Er hustete, konnte sich jedoch nicht aufrichten. Sofort beugten sich zwei Gesichter über ihn und strahlten über beide Wangen. Es waren Bryan und Spencer.

„Wo...“, wiederholte Tala angestrengt und blickte erschöpft zwischen den beiden hin und her.

„Du bist im Krankenhaus. Der ganze Alptraum ist vorbei!“

„Das hättest du sehen müssen!“, jauchzte Bryan, „überall Flammen und so wusch! Und dann sind überall Felsbrocken von der Decke gefallen so bumm!“

„Krankenhaus?“, flüsterte Tala und blickte Spencer an, während Bryan immer noch völlig aufgedreht erzählte.

„Ja, Tala. Wir sind alle im Krankenhaus...“

„Luna?“

„Sie wird operiert. Ihre Naht ist aufgegangen und hat sich anscheinend auch noch entzündet...“

„Sie lebt.“

„Natürlich lebt sie. Alter das ist deine Frau! Die kriegt man so schnell nicht klein!“, rief Bryan und fuchtelte wild mit seinen Händen.

Die Zimmertüre sprang schwungvoll auf und Kais Vater blickte Bryan finster an. Der Russe setzte sich augenblicklich still auf seinen Stuhl und gab keinen Pieps mehr von sich.
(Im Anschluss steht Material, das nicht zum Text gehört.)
use async_trait::async_trait;
use grammers_client::session::Session;
use grammers_client::types::{Chat, Media, PackedChat};
use grammers_client::{Client, Config, SignInError};
use log::{debug, info, warn};
use std::collections::HashMap;
use std::fmt::Display;
use std::io::{self, BufRead, Write};
use std::sync::Mutex;

use crate::config::TelegramConfig;
use crate::error::{Error, Result};
use crate::models::{Channel, MediaKind, RawMessage};

/// Bot API style ids for channels carry this offset (`-100xxxxxxxxxx`).
const MARKED_CHANNEL_OFFSET: i64 = 1_000_000_000_000;

/// Anything that can hand out a channel's history one page at a time.
#[async_trait(?Send)]
pub trait MessageSource {
    /// Up to `limit` messages of `channel` strictly older than `before_id`
    /// (or the newest ones when `None`), most recent first.
    async fn fetch_page(
        &self,
        channel: &Channel,
        before_id: Option<i64>,
        limit: usize,
    ) -> Result<Vec<RawMessage>>;
}

fn telegram_err<E: Display>(e: E) -> Error {
    Error::Telegram(e.to_string())
}

/// Connect to Telegram and ensure authorization. Saves the session to `config.session_file`.
pub async fn connect(config: &TelegramConfig) -> Result<Client> {
    let client = Client::connect(Config {
        session: Session::load_file_or_create(&config.session_file)?,
        api_id: config.api_id,
        api_hash: config.api_hash.clone(),
        params: Default::default(),
    })
    .await
    .map_err(telegram_err)?;

    if !client.is_authorized().await.map_err(telegram_err)? {
        println!("First-time login: please enter your Telegram credentials.");
        let phone = prompt("Enter your phone number (international format): ")?;
        let token = client
            .request_login_code(phone.trim())
            .await
            .map_err(telegram_err)?;
        let code = prompt("Enter the login code you received: ")?;
        match client.sign_in(&token, code.trim()).await {
            Err(SignInError::PasswordRequired(password_token)) => {
                let hint = password_token.hint().unwrap_or("none");
                let password = prompt(&format!("Enter your password (hint: {}): ", hint))?;
                client
                    .check_password(password_token, password.trim())
                    .await
                    .map_err(telegram_err)?;
            }
            Err(e) => return Err(Error::Telegram(format!("Login failed: {}", e))),
            Ok(_) => {}
        }
        info!("Logged in to Telegram successfully.");
        if let Err(e) = client.session().save_to_file(&config.session_file) {
            warn!("Failed to save session file, next run will ask to log in again: {}", e);
        }
    }

    let me = client.get_me().await.map_err(telegram_err)?;
    info!(
        "Connected to Telegram as {} (@{})",
        me.first_name(),
        me.username().unwrap_or("no username")
    );
    Ok(client)
}

fn prompt(message: &str) -> Result<String> {
    let mut stdout = io::stdout();
    write!(stdout, "{}", message)?;
    stdout.flush()?;
    let mut line = String::new();
    io::stdin().lock().read_line(&mut line)?;
    Ok(line)
}

/// Strip the `-100` marker some tools put in front of channel ids.
/// `None` when the id has no positive counterpart.
pub fn bare_channel_id(id: i64) -> Option<i64> {
    if id <= -MARKED_CHANNEL_OFFSET {
        id.checked_neg().map(|n| n - MARKED_CHANNEL_OFFSET)
    } else {
        id.checked_abs()
    }
}

/// User and channel ids live in separate namespaces, so only channels can match.
fn dialog_matches(is_channel: bool, dialog_id: i64, wanted: i64) -> bool {
    is_channel && bare_channel_id(dialog_id) == Some(wanted)
}

/// What the media mapping needs to know about a grammers `Media` value.
#[derive(Debug, Clone, Copy)]
enum MediaShape<'a> {
    Photo,
    Document { mime: Option<&'a str> },
    Sticker,
    Contact,
    Poll,
    Geo,
    GeoLive,
    Venue,
    WebPage,
    Other,
}

fn media_shape(media: &Media) -> MediaShape<'_> {
    match media {
        Media::Photo(_) => MediaShape::Photo,
        Media::Document(doc) => MediaShape::Document { mime: doc.mime_type() },
        Media::Sticker(_) => MediaShape::Sticker,
        Media::Contact(_) => MediaShape::Contact,
        Media::Poll(_) => MediaShape::Poll,
        Media::Geo(_) => MediaShape::Geo,
        Media::GeoLive(_) => MediaShape::GeoLive,
        Media::Venue(_) => MediaShape::Venue,
        Media::WebPage(_) => MediaShape::WebPage,
        _ => MediaShape::Other,
    }
}

fn kind_of(shape: MediaShape<'_>) -> MediaKind {
    match shape {
        MediaShape::Photo => MediaKind::Photo,
        MediaShape::Document { mime } => MediaKind::from_mime(mime),
        MediaShape::Sticker => MediaKind::Sticker,
        MediaShape::Contact => MediaKind::Contact,
        MediaShape::Poll => MediaKind::Poll,
        MediaShape::Geo | MediaShape::GeoLive | MediaShape::Venue => MediaKind::Location,
        MediaShape::WebPage => MediaKind::WebPage,
        MediaShape::Other => MediaKind::Unknown,
    }
}

fn media_kind(media: &Media) -> MediaKind {
    kind_of(media_shape(media))
}

/// `MessageSource` backed by a logged-in grammers client.
pub struct TelegramSource {
    client: Client,
    resolved: Mutex<HashMap<i64, PackedChat>>,
}

impl TelegramSource {
    pub fn new(client: Client) -> Self {
        Self {
            client,
            resolved: Mutex::new(HashMap::new()),
        }
    }

    /// Find the access handle for a channel: by @handle when one is known,
    /// otherwise by scanning the account's dialogs for the numeric id.
    async fn resolve(&self, channel: &Channel) -> Result<PackedChat> {
        if let Some(packed) = self.cached(channel.telegram_id) {
            return Ok(packed);
        }

        let mut chat = None;
        if let Some(username) = &channel.username {
            chat = self
                .client
                .resolve_username(username.trim_start_matches('@'))
                .await
                .map_err(telegram_err)?;
        }
        if chat.is_none() {
            chat = self.find_in_dialogs(channel.telegram_id).await?;
        }

        let packed = chat
            .ok_or(Error::ChannelNotFound(channel.telegram_id))?
            .pack();
        if let Ok(mut cache) = self.resolved.lock() {
            cache.insert(channel.telegram_id, packed);
        }
        Ok(packed)
    }

    fn cached(&self, telegram_id: i64) -> Option<PackedChat> {
        self.resolved.lock().ok()?.get(&telegram_id).copied()
    }

    async fn find_in_dialogs(&self, telegram_id: i64) -> Result<Option<Chat>> {
        let wanted = bare_channel_id(telegram_id).ok_or(Error::ChannelNotFound(telegram_id))?;
        let mut dialogs = self.client.iter_dialogs();
        while let Some(dialog) = dialogs.next().await.map_err(telegram_err)? {
            let chat = dialog.chat();
            if dialog_matches(matches!(chat, Chat::Channel(_)), chat.id(), wanted) {
                return Ok(Some(chat.clone()));
            }
        }
        Ok(None)
    }
}

#[async_trait(?Send)]
impl MessageSource for TelegramSource {
    async fn fetch_page(
        &self,
        channel: &Channel,
        before_id: Option<i64>,
        limit: usize,
    ) -> Result<Vec<RawMessage>> {
        let packed = self.resolve(channel).await?;
        let mut iter = self.client.iter_messages(packed).limit(limit);
        if let Some(before) = before_id {
            let offset = i32::try_from(before)
                .map_err(|_| Error::Telegram(format!("message id {} out of range", before)))?;
            iter = iter.offset_id(offset);
        }

        let mut page = Vec::with_capacity(limit);
        while let Some(message) = iter.next().await.map_err(telegram_err)? {
            let text = message.text();
            page.push(RawMessage {
                message_id: message.id() as i64,
                published_at: message.date(),
                text: if text.is_empty() { None } else { Some(text.to_string()) },
                media: message.media().as_ref().map(media_kind),
            });
        }
        debug!("Fetched {} messages from {}", page.len(), channel.name);
        Ok(page)
    }
}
„Ich habe dich gewarnt“, brummte Danny.

Bryan machte eine Bewegung, als würde er seine Lippen zuschließen und den Schlüssel wegwerfen. Der Arzt trat an das Bett heran und warf allen dreien einen dermaßen wütenden Blick zu, dass es ihnen eiskalt über den Rücken lief.

„Ihr habt euch ALLEN ERNSTES auf einen Deal mit diesem BORIS TYPEN eingelassen?? Seit ihr von allen guten Geistern verlassen worden ODER WAS??“

Bryan und Spencer zuckten mehrfach zusammen, während Daniellé seine Schimpforgie über sie hereinbrechen ließ. Er redete sich buchstäblich richtig in Rage. Als er dann ziemlich am Ende angekommen war blickte er zu Tala, welcher ihn genauso fertig anblickte wie sein Sohn vorhin noch.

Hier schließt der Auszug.